As for us, however, true to our good old Yankee patent medicine instinct, we continue to dose mere symptoms, to devour soothing anodynes, instead of seeking a rational diagnosis. Now, it appears that we are to go to war because totalitarian nations are attacking our way of life. That may seem a little vague at first, but the motive in general is sound enough. Our way of life can be as precious as life itself. And if we go to war, don't worry; we can defend ourselves. No nation on earth can defeat the United States, except the United States. But we continue to overlook the fact that our own fellow citizens have been attacking our way of life with such success for 50 years that there is hardly anything left to be defended. For fifty years, American termites, native and naturalized, have been chewing away the beams on which our nation was originally built. Without totalitarian aid, it is they who have emptied our American churches, poisoned American education and demoralized American labor. They have ruined the American home by the degradation of divorce. They have almost eliminated the American family by the filthy and scandalous campaign of so-called "planned parenthood," a campaign aimed directly at the destruction of the American people though as yet overlooked by the Federal Bureau of Investigation. For two decades now we have trod the path familiar to every degenerate nation that has gone down before us. War or no war, what hope is there of teaching a beautiful ideal of justice and self-government to a people whose mothers, millions of them, murder their own children in cold blood every year? Unfortunately, therefore, we do not have to look abroad for the enemies who will sabotage democracy and blow up the bridges of progress. Every American citizen who is doing his part in putting God out of American life is hastening the inevitable end. Hitler can never destroy democracy in America, for our democracy has already committed suicide.

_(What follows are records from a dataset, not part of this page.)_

//! Keyboard driver: decodes IRQ1 scancodes via `pc-keyboard` into
//! characters, buffered in a small ring so `getchar`/`readline` can block a
//! thread until input arrives instead of busy-polling the PIC.

use lazy_static::lazy_static;
use pc_keyboard::{layouts, DecodedKey, HandleControl, Keyboard, ScancodeSet1};
use spin::Mutex;

use crate::sync::Semaphore;

const KEYBOARD_DATA_PORT: u16 = 0x60;
const RING_CAPACITY: usize = 256;

lazy_static! {
    static ref KEYBOARD: Mutex<Keyboard<layouts::Us104Key, ScancodeSet1>> =
        Mutex::new(Keyboard::new(ScancodeSet1::new(), layouts::Us104Key, HandleControl::Ignore));
}

struct Ring {
    buf: [u8; RING_CAPACITY],
    head: usize,
    tail: usize,
    len: usize,
}

impl Ring {
    const fn new() -> Self {
        Self {
            buf: [0; RING_CAPACITY],
            head: 0,
            tail: 0,
            len: 0,
        }
    }

    fn push(&mut self, byte: u8) {
        if self.len == RING_CAPACITY {
            // Drop the oldest byte rather than block the IRQ handler.
            self.head = (self.head + 1) % RING_CAPACITY;
            self.len -= 1;
        }
        self.buf[self.tail] = byte;
        self.tail = (self.tail + 1) % RING_CAPACITY;
        self.len += 1;
    }

    fn pop(&mut self) -> Option<u8> {
        if self.len == 0 {
            return None;
        }
        let byte = self.buf[self.head];
        self.head = (self.head + 1) % RING_CAPACITY;
        self.len -= 1;
        Some(byte)
    }
}

static RING: Mutex<Ring> = Mutex::new(Ring::new());
/// Counts bytes currently sitting in `RING`; `getchar` blocks on this rather
/// than spinning, per the same FIFO-wakeup discipline `sync::Semaphore`
/// gives every other blocking call in the kernel.
static AVAILABLE: Semaphore = Semaphore::new(0);

fn inb(port: u16) -> u8 {
    let value: u8;
    // SAFETY: reads the keyboard controller's documented data port.
    unsafe {
        core::arch::asm!("in al, dx", in("dx") port, out("al") value, options(nomem, nostack, preserves_flags));
    }
    value
}

/// Keyboard IRQ handler, called by `arch::isr::dispatch` for vector 33.
pub fn on_irq() {
    let scancode = inb(KEYBOARD_DATA_PORT);
    let mut keyboard = KEYBOARD.lock();
    if let Ok(Some(event)) = keyboard.add_byte(scancode) {
        if let Some(DecodedKey::Unicode(ch)) = keyboard.process_keyevent(event) {
            let mut buf = [0u8; 4];
            for byte in ch.encode_utf8(&mut buf).as_bytes() {
                RING.lock().push(*byte);
                AVAILABLE.signal();
            }
        }
    }
}

/// `getchar`: blocks until one byte of decoded keyboard input is
/// available, then returns it.
#[must_use]
pub fn getchar() -> u8 {
    AVAILABLE.wait();
    RING.lock().pop().expect("signaled exactly once per buffered byte")
}

/// Unlinks `thread` from the keyboard's waiter queue if it is currently
/// blocked in `getchar`. Used by `task::task_vanish`'s force-kill walk.
pub fn force_remove(thread: core::ptr::NonNull<crate::sched::Tcb>) {
    AVAILABLE.force_remove(thread);
}

/// `readline`: fills `buf` with bytes up to and including the next
/// `\n`, or until `buf` is full, blocking on each byte via `getchar`.
/// Returns the number of bytes written.
pub fn readline(buf: &mut [u8]) -> usize {
    let mut written = 0;
    while written < buf.len() {
        let byte = getchar();
        buf[written] = byte;
        written += 1;
        if byte == b'\n' {
            break;
        }
    }
    written
}
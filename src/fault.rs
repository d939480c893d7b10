//! Fault handler: classifies every page fault into KILL, BACK (bring in
//! an on-demand page), COW (copy-on-write private copy), or GROW_STACK
//! (extend the stack range downward by one page), per the decision table in
//! the fault component's contract.
//!
//! General protection and stack-segment faults get their own dedicated,
//! always-fatal handlers rather than being funneled through the page-fault
//! analysis above — a deliberate divergence from the more unified dispatch
//! an ELF-loader-less toy kernel might use, made because neither fault ever
//! carries a recoverable cause in this kernel (no segment-limit tricks, no
//! software TSS switching).

use crate::arch::isr::TrapFrame;
use crate::mm::address_space::phys_window;
use crate::mm::frame_allocator;
use crate::mm::paging::EntryFlags;
use crate::task;

const ERR_PRESENT: u32 = 1 << 0;
const ERR_WRITE: u32 = 1 << 1;
const ERR_USER: u32 = 1 << 2;

const MAX_STACK_GROWTH_PAGES: u32 = 256;

fn read_cr2() -> u32 {
    let value: u32;
    // SAFETY: reads a control register, no side effect.
    unsafe {
        core::arch::asm!("mov {}, cr2", out(reg) value, options(nomem, nostack, preserves_flags));
    }
    value
}

/// Vector 14: page fault.
pub fn handle_page_fault(frame: &mut TrapFrame) {
    let fault_addr = read_cr2();
    let from_user = frame.error_code & ERR_USER != 0;
    let is_write = frame.error_code & ERR_WRITE != 0;
    let protection_violation = frame.error_code & ERR_PRESENT != 0;

    if !from_user {
        panic!(
            "page fault in kernel mode at {fault_addr:#010x} (eip {:#010x}, error {:#x})",
            frame.eip, frame.error_code
        );
    }

    let task = task::current_task();
    // SAFETY: `task` is the live current task, valid for the duration of
    // this fault handler (it cannot be torn down while one of its own
    // threads is trapped in the kernel).
    let task_ref = unsafe { task.as_ref() };
    let mut address_space = task_ref.address_space.lock();

    if address_space.get_range(fault_addr).is_none() {
        drop(address_space);
        if try_grow_stack(task_ref, fault_addr) {
            return;
        }
        task::kill_current("page fault outside any mapped range");
    }

    if !protection_violation {
        // BACK: the range is installed but this page has never been
        // touched. `new_pages` and lazily-stacked ranges land here.
        if address_space.back_page(fault_addr & !0xFFF).is_err() {
            drop(address_space);
            task::kill_current("out of memory backing a page");
        }
        return;
    }

    if is_write {
        let entry = address_space.get_pte(fault_addr);
        let writable_already = entry.is_some_and(|e| e.is_writable());
        if writable_already {
            // Nothing to do: a second CPU would race here, but this kernel
            // has exactly one.
            return;
        }
        if address_space.is_address_ro(fault_addr) {
            drop(address_space);
            task::kill_current("write to a read-only page");
        }
        let Some(frame_num) = entry.and_then(|e| e.frame()) else {
            drop(address_space);
            task::kill_current("write fault with no backing frame");
        };
        let page_addr = fault_addr & !0xFFF;
        if frame_allocator::refcount(frame_num) > 1 {
            // COW: the frame is still shared with another address space;
            // split off a private copy.
            if copy_on_write(&mut address_space, page_addr, frame_num).is_err() {
                drop(address_space);
                task::kill_current("out of memory resolving a copy-on-write fault");
            }
            return;
        }
        // The other COW sibling already split away; this side is the sole
        // remaining owner, so just flip its own PTE writable in place.
        let flags = entry.expect("frame() returned Some above").flags() | EntryFlags::WRITABLE;
        address_space.set_pte(page_addr, frame_num, flags);
    } else {
        drop(address_space);
        task::kill_current("page fault with no recoverable cause");
    }
}

fn copy_on_write(address_space: &mut crate::mm::AddressSpace, page_addr: u32, old_frame: u32) -> crate::error::Result<()> {
    let new_frame = frame_allocator::alloc_user_frame()?;
    phys_window::copy_frame(old_frame, new_frame);
    let pte = address_space.get_pte(page_addr).expect("page present by construction");
    let flags = pte.flags() | EntryFlags::WRITABLE;
    address_space.set_pte(page_addr, new_frame, flags);
    frame_allocator::release(old_frame);
    Ok(())
}

/// GROW_STACK: if `fault_addr` is exactly one page below the task's current
/// stack range and within the growth ceiling, extends the stack down by one
/// page and backs it. Returns whether growth happened.
fn try_grow_stack(task_ref: &task::Task, fault_addr: u32) -> bool {
    let mut address_space = task_ref.address_space.lock();
    let Some(stack) = address_space.segments.stack else {
        return false;
    };
    let page_addr = fault_addr & !0xFFF;
    if page_addr != stack.start - crate::config::PAGE_SIZE as u32 {
        return false;
    }
    let grown_pages = (crate::config::USER_STACK_TOP - page_addr) / crate::config::PAGE_SIZE as u32;
    if grown_pages > MAX_STACK_GROWTH_PAGES {
        return false;
    }
    let Ok(new_range) = address_space.install_range(page_addr, crate::config::PAGE_SIZE as u32) else {
        return false;
    };
    if address_space.back_page(new_range.start).is_err() {
        return false;
    }
    address_space.segments.stack = Some(crate::mm::address_space::VmRange {
        start: new_range.start,
        len: stack.len + crate::config::PAGE_SIZE as u32,
    });
    true
}

/// Every other fault vector (divide-by-zero, invalid opcode, general
/// protection, stack-segment, etc.): always fatal. User-mode faults kill
/// the offending thread; kernel-mode faults are a kernel bug and panic.
pub fn handle_other_fault(frame: &mut TrapFrame) {
    let from_user = frame.cs & 0x3 != 0;
    if !from_user {
        panic!(
            "unhandled fault {} in kernel mode at eip {:#010x} (error {:#x})",
            frame.vector, frame.eip, frame.error_code
        );
    }
    task::kill_current("unhandled CPU exception");
}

Fortunately we believe in the consoling doctrine of the Resurrection, but we believe that only one Voice can ever say "Talitha cumi"; we believe that democracy will riseagain, but not until the authority of God is recognized again in public and in private life.

Apparently, then, it has fallen our lot to see the end of a civilization. Very well. In many ways, it was a noble and a beautiful thing. But with all its faults and all its virtues, we shall probably see it replaced by something else. And what will that new something be? The pagans around us have not the vaguest idea. But we know at least this much, that the Source of whatever was noble and beautiful in the past is a Source of eternal inspiration, all holy, all wise, all powerful, always ready and able, in His own good time, to disclose another masterpiece. Until that time comes it must be the function of your University and mine to keep alight in the darkness the Christian tradition of true democracy—the tradition, that is, of God's sovereign authority and of man's inherent dignity, of man's immortal significance; the tradition that Man is the Lord and Center of a universe that belongs to God.

We begin our Second Centenary at Fordham with supernatural hope.